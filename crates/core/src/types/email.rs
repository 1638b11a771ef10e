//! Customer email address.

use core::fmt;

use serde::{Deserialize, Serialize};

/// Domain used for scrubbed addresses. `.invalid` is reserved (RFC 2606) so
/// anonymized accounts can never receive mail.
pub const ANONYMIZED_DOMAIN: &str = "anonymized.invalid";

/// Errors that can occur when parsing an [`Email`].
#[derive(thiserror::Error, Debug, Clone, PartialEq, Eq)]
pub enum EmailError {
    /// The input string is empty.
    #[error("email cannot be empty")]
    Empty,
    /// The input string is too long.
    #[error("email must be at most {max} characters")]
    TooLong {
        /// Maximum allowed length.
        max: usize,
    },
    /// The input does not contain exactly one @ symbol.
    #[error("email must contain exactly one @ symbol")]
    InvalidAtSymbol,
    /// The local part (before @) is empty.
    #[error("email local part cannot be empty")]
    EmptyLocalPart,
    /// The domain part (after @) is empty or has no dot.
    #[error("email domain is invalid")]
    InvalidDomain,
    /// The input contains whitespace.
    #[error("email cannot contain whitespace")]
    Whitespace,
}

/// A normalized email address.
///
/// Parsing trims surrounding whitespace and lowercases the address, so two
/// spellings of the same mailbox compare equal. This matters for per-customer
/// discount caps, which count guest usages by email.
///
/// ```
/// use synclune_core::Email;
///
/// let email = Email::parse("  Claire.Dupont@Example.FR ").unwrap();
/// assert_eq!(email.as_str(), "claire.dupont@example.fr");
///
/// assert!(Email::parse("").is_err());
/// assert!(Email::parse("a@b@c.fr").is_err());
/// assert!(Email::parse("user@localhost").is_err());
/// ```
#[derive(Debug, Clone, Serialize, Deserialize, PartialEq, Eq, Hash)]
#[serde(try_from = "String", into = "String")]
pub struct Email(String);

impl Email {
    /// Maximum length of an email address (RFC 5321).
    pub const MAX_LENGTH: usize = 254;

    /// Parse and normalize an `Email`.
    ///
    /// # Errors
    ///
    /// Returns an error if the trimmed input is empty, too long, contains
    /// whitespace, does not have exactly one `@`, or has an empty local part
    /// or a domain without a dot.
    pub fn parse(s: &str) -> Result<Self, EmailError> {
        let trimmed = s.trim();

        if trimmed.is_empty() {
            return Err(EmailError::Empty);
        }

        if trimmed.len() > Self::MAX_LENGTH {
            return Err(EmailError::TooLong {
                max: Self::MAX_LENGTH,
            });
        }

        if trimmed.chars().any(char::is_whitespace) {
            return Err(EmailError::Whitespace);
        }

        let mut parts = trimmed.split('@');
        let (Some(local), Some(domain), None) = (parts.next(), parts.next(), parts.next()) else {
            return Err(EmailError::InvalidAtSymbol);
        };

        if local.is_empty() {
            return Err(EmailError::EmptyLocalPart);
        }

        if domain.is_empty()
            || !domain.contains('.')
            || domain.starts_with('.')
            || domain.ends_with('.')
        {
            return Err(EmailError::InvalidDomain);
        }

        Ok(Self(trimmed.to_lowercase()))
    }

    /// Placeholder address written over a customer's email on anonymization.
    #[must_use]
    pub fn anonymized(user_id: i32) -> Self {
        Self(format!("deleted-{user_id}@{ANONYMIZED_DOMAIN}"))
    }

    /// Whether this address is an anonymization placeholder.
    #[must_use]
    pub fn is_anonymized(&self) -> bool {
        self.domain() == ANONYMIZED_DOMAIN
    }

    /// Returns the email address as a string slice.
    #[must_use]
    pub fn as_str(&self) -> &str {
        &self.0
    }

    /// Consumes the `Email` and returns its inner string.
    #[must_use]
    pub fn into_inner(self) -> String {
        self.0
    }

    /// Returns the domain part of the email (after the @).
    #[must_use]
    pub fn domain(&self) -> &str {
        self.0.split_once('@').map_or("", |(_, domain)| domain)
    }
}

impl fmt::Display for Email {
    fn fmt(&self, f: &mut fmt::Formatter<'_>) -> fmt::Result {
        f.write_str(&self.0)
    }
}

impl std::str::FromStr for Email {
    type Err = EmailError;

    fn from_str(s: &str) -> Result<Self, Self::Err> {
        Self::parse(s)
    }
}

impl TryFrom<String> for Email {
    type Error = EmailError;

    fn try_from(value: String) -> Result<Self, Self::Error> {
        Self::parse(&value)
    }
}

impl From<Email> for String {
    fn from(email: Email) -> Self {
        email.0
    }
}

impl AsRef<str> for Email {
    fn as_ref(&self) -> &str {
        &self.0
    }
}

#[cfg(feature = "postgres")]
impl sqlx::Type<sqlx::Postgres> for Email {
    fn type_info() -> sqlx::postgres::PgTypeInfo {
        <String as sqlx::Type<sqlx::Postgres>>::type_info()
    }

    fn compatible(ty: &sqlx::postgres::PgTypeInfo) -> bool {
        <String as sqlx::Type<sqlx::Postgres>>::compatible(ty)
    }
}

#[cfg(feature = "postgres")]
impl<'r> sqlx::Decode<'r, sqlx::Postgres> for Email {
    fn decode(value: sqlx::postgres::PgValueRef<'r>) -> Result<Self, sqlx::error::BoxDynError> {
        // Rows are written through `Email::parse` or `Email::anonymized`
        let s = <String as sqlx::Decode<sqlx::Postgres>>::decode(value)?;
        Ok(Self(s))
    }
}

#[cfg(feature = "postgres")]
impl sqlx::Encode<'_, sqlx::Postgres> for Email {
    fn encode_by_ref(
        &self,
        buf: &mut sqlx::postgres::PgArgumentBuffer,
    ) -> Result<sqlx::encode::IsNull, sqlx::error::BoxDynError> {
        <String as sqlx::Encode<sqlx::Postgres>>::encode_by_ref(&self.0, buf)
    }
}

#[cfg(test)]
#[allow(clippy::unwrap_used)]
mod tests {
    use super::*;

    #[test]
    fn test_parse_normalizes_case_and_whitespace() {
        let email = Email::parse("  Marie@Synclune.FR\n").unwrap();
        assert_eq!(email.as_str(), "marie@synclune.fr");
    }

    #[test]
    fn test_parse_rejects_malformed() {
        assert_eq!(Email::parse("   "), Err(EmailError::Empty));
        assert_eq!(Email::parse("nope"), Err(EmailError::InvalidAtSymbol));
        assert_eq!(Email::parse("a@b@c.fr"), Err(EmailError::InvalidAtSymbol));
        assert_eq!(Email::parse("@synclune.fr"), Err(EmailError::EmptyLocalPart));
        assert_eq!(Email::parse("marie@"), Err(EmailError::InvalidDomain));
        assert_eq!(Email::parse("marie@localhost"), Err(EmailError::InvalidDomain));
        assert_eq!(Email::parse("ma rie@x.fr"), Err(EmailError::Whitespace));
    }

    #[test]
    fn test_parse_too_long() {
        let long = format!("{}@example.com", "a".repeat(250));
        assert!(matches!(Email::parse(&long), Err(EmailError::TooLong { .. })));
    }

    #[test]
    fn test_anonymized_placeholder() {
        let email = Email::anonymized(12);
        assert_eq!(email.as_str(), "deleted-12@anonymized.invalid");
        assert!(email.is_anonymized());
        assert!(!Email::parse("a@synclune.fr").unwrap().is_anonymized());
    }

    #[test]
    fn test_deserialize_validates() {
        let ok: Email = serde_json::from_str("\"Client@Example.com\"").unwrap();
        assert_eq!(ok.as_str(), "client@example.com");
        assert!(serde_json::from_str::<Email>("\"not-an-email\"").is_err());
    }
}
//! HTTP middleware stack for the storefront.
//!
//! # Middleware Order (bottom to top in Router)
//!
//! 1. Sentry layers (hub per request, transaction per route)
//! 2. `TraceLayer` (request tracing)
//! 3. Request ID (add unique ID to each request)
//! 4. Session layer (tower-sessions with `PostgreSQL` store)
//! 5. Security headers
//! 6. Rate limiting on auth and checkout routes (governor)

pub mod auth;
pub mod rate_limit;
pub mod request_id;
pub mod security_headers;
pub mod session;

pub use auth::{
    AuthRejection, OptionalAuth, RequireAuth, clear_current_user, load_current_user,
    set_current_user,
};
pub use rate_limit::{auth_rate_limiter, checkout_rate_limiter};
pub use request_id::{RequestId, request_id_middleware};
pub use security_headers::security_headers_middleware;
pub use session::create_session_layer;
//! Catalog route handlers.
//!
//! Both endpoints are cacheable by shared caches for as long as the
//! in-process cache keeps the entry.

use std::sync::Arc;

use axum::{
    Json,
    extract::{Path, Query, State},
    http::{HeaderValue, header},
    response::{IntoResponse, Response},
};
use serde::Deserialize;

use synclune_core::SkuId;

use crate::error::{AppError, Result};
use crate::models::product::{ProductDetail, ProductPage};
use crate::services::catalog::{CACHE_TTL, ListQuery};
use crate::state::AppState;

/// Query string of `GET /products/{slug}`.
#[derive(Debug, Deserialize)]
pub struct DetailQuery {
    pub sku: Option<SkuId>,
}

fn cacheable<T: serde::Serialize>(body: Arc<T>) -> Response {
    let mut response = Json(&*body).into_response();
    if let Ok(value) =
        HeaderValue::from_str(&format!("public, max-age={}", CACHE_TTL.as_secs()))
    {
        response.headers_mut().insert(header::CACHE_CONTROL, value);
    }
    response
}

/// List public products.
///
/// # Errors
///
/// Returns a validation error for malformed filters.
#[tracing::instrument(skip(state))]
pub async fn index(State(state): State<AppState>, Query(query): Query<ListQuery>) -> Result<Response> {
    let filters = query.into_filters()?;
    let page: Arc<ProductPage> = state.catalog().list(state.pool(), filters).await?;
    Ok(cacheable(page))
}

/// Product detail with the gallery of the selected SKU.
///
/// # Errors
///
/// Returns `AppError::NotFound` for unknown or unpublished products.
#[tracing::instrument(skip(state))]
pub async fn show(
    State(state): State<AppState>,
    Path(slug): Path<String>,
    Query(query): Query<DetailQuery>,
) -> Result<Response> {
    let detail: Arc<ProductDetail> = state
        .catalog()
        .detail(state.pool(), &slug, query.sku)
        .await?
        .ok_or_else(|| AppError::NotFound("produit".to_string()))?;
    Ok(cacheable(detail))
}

------------------------------------------------

Problem to solve: Pick each line holding the word "async" out of the data and copy it.

Written response:
pub async fn index(State(state): State<AppState>, Query(query): Query<ListQuery>) -> Result<Response> {
pub async fn show(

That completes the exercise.